Joseph Gordon-Levitt plays First Officer Tobias Ellis who is on a routine flight from Berlin to Paris. Shortly after the plane took off, a group of terrorists attempt to take over the flight by forcing their way to the cockpit. Tobias managed to subdue one of the terrorists but the Captain is seriously injured during the scuffle. The other terrorists threatens to kill the onboard passengers unless Tobias opens the cockpit door. At the same time, the plane is diverted to Hanover on the pretext of refuel under the order of the Air Traffic Control.
Rather than being a dumb action flick, 7500 is a tense thriller that takes place entirely in the constraint cockpit. Directed and written by German filmmaker Patrick Vollrath, the flick is a showcase of Vollrath’s wondrous creativity as a filmmaker proving that Indie and arthouse movies are not just talky dramas, they can be heart-pounding thrillers as well.
Besides Vollrath’s solid directing, cinematographer Sebastian Thaler deserved credit for an immersive, well-lit shoot inside a real but destined for scrap Airbus A320. Even the production design is impressive given the amount of fake control panels and lighting. The technical jargon is also well-written if you are an aviation fan.

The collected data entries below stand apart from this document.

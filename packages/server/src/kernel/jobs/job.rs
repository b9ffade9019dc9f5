//! Job model for bulk personalization runs.

use chrono::{DateTime, Utc};
use profile_client::FetchStatus;
use serde::{Deserialize, Serialize};
use uuid::Uuid;

/// Per-record estimate used before any record has completed.
/// A heuristic carried from the reference behavior, not an SLA.
const DEFAULT_SECONDS_PER_RECORD: u64 = 8;

/// How many of the most recent errors a status snapshot carries.
const RECENT_ERRORS_WINDOW: usize = 5;

// ============================================================================
// Enums
// ============================================================================

#[derive(Debug, Clone, Copy, PartialEq, Eq, Serialize, Deserialize, sqlx::Type, Default)]
#[sqlx(type_name = "job_status", rename_all = "snake_case")]
#[serde(rename_all = "snake_case")]
pub enum JobStatus {
    #[default]
    Queued,
    Processing,
    Completed,
    Failed,
}

impl JobStatus {
    /// Terminal states absorb: no transition leaves them.
    pub fn is_terminal(&self) -> bool {
        matches!(self, JobStatus::Completed | JobStatus::Failed)
    }

    pub fn as_str(&self) -> &'static str {
        match self {
            JobStatus::Queued => "queued",
            JobStatus::Processing => "processing",
            JobStatus::Completed => "completed",
            JobStatus::Failed => "failed",
        }
    }
}

/// Record-level error classification. Fetch failures are not here: the
/// fetcher degrades to a best-effort profile instead of failing the record.
#[derive(Debug, Clone, Copy, PartialEq, Eq, Serialize, Deserialize)]
#[serde(rename_all = "snake_case")]
pub enum OutcomeErrorKind {
    Validation,
    Generation,
}

// ============================================================================
// Record outcomes
// ============================================================================

/// Result of one record's pipeline, success or error.
#[derive(Debug, Clone, Serialize, Deserialize)]
#[serde(tag = "kind", rename_all = "snake_case")]
pub enum OutcomeResult {
    Success {
        email: String,
        profile_summary: Option<String>,
        fetch_status: Option<FetchStatus>,
    },
    Error {
        #[serde(rename = "error_kind")]
        kind: OutcomeErrorKind,
        message: String,
    },
}

/// One completed unit of work within a job.
///
/// Outcomes are appended in completion order, which under concurrency is
/// not input order; `index` preserves the origin position.
#[derive(Debug, Clone, Serialize, Deserialize)]
pub struct RecordOutcome {
    pub index: usize,
    pub identity: String,
    pub result: OutcomeResult,
}

impl RecordOutcome {
    pub fn is_success(&self) -> bool {
        matches!(self.result, OutcomeResult::Success { .. })
    }

    pub fn error_message(&self) -> Option<&str> {
        match &self.result {
            OutcomeResult::Error { message, .. } => Some(message),
            OutcomeResult::Success { .. } => None,
        }
    }

    pub fn email(&self) -> Option<&str> {
        match &self.result {
            OutcomeResult::Success { email, .. } => Some(email),
            OutcomeResult::Error { .. } => None,
        }
    }
}

// ============================================================================
// Job
// ============================================================================

/// One personalization run over a submitted batch.
///
/// Only the job engine mutates a `Job`, and every mutation goes through the
/// store's atomic `update`, so `processed` and `outcomes` always move
/// together and readers never observe a torn state.
#[derive(Debug, Clone, Serialize, Deserialize)]
pub struct Job {
    pub id: Uuid,
    pub status: JobStatus,
    pub total: usize,
    pub processed: usize,
    pub started_at: DateTime<Utc>,
    pub completed_at: Option<DateTime<Utc>>,
    /// When the most recent outcome was recorded; drives the remaining-time
    /// estimate without making repeated reads drift.
    pub last_progress_at: Option<DateTime<Utc>>,
    pub outcomes: Vec<RecordOutcome>,
    /// Assembled CSV export, present only once the job completed
    pub artifact: Option<Vec<u8>>,
    /// Terminal infrastructure error, present only when the job failed
    pub error: Option<String>,
}

impl Job {
    pub fn new(total: usize) -> Self {
        Self {
            id: Uuid::new_v4(),
            status: JobStatus::Queued,
            total,
            processed: 0,
            started_at: Utc::now(),
            completed_at: None,
            last_progress_at: None,
            outcomes: Vec::new(),
            artifact: None,
            error: None,
        }
    }

    /// Queued -> Processing. No-op once terminal.
    pub fn begin_processing(&mut self) {
        if self.status == JobStatus::Queued {
            self.status = JobStatus::Processing;
        }
    }

    /// Append an outcome and advance `processed` together.
    /// Ignored once terminal or once every record is accounted for.
    pub fn record_outcome(&mut self, outcome: RecordOutcome) {
        if self.status.is_terminal() || self.processed >= self.total {
            return;
        }
        self.outcomes.push(outcome);
        self.processed += 1;
        self.last_progress_at = Some(Utc::now());
    }

    /// Transition to Completed with the assembled artifact.
    /// Requires every record to be accounted for; no-op once terminal.
    pub fn complete(&mut self, artifact: Vec<u8>) {
        if self.status.is_terminal() || self.processed != self.total {
            return;
        }
        self.artifact = Some(artifact);
        self.completed_at = Some(Utc::now());
        self.status = JobStatus::Completed;
    }

    /// Transition to Failed with a terminal error. No-op once terminal.
    pub fn fail(&mut self, error: impl Into<String>) {
        if self.status.is_terminal() {
            return;
        }
        self.error = Some(error.into());
        self.completed_at = Some(Utc::now());
        self.status = JobStatus::Failed;
    }

    pub fn error_count(&self) -> usize {
        self.outcomes.iter().filter(|o| !o.is_success()).count()
    }

    pub fn success_count(&self) -> usize {
        self.outcomes.iter().filter(|o| o.is_success()).count()
    }

    /// Derive the read-only view served to pollers.
    pub fn snapshot(&self) -> JobSnapshot {
        let remaining = self.total.saturating_sub(self.processed);

        let progress_percent = if self.total == 0 {
            0
        } else {
            ((self.processed as f64 / self.total as f64) * 100.0).round() as u8
        };

        let estimated_remaining_seconds = if self.status.is_terminal() {
            0
        } else if self.processed == 0 {
            DEFAULT_SECONDS_PER_RECORD * remaining as u64
        } else {
            // Mean time per completed record, measured at the last outcome
            // so that reads with no intervening progress are identical.
            let elapsed = self.last_progress_at.unwrap_or(self.started_at) - self.started_at;
            let mean_ms = elapsed.num_milliseconds().max(0) as f64 / self.processed as f64;
            ((mean_ms * remaining as f64) / 1000.0).round() as u64
        };

        let recent_errors = self
            .outcomes
            .iter()
            .rev()
            .filter(|o| !o.is_success())
            .take(RECENT_ERRORS_WINDOW)
            .map(|o| RecentError {
                index: o.index,
                identity: o.identity.clone(),
                error: o.error_message().unwrap_or_default().to_string(),
            })
            .collect();

        JobSnapshot {
            id: self.id,
            status: self.status,
            processed: self.processed,
            total: self.total,
            progress_percent,
            estimated_remaining_seconds,
            error_count: self.error_count(),
            recent_errors,
        }
    }
}

// ============================================================================
// Snapshot
// ============================================================================

/// Read-only job view for status polling.
#[derive(Debug, Clone, PartialEq, Eq, Serialize, Deserialize)]
pub struct JobSnapshot {
    pub id: Uuid,
    pub status: JobStatus,
    pub processed: usize,
    pub total: usize,
    pub progress_percent: u8,
    pub estimated_remaining_seconds: u64,
    pub error_count: usize,
    pub recent_errors: Vec<RecentError>,
}

#[derive(Debug, Clone, PartialEq, Eq, Serialize, Deserialize)]
pub struct RecentError {
    pub index: usize,
    pub identity: String,
    pub error: String,
}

Gordon-Levitt who bounced back to the big screen after a long hiatus is absolutely compelling as the helpless emphatic pilot. Trying his best to protect his onboard passengers and also trying to calm down the young terrorist, Vedat (Omid Memar) who changes his mind after learning that his accomplice plans to down the entire plane into a city, Gordon-Levitt’s performance is the reason why he deserved more screen roles.
But 7500 is not totally without its flaws. There’s a cliché-ridden, stereotyping reason why the terrorists want to execute their plan and a finale that loses much of the momentum which the movie has competently created earlier on. Otherwise, it’s mostly taut and suspenseful.
7500 works effectively well on the small screen. Tobias Ellis is not a character that has a particular set of skills to outwit his enemies but the Hitchhockian-like theme and engaging performances keep the movie from going auto-pilot. No major turbulences expected only a sweet cocktail along the way.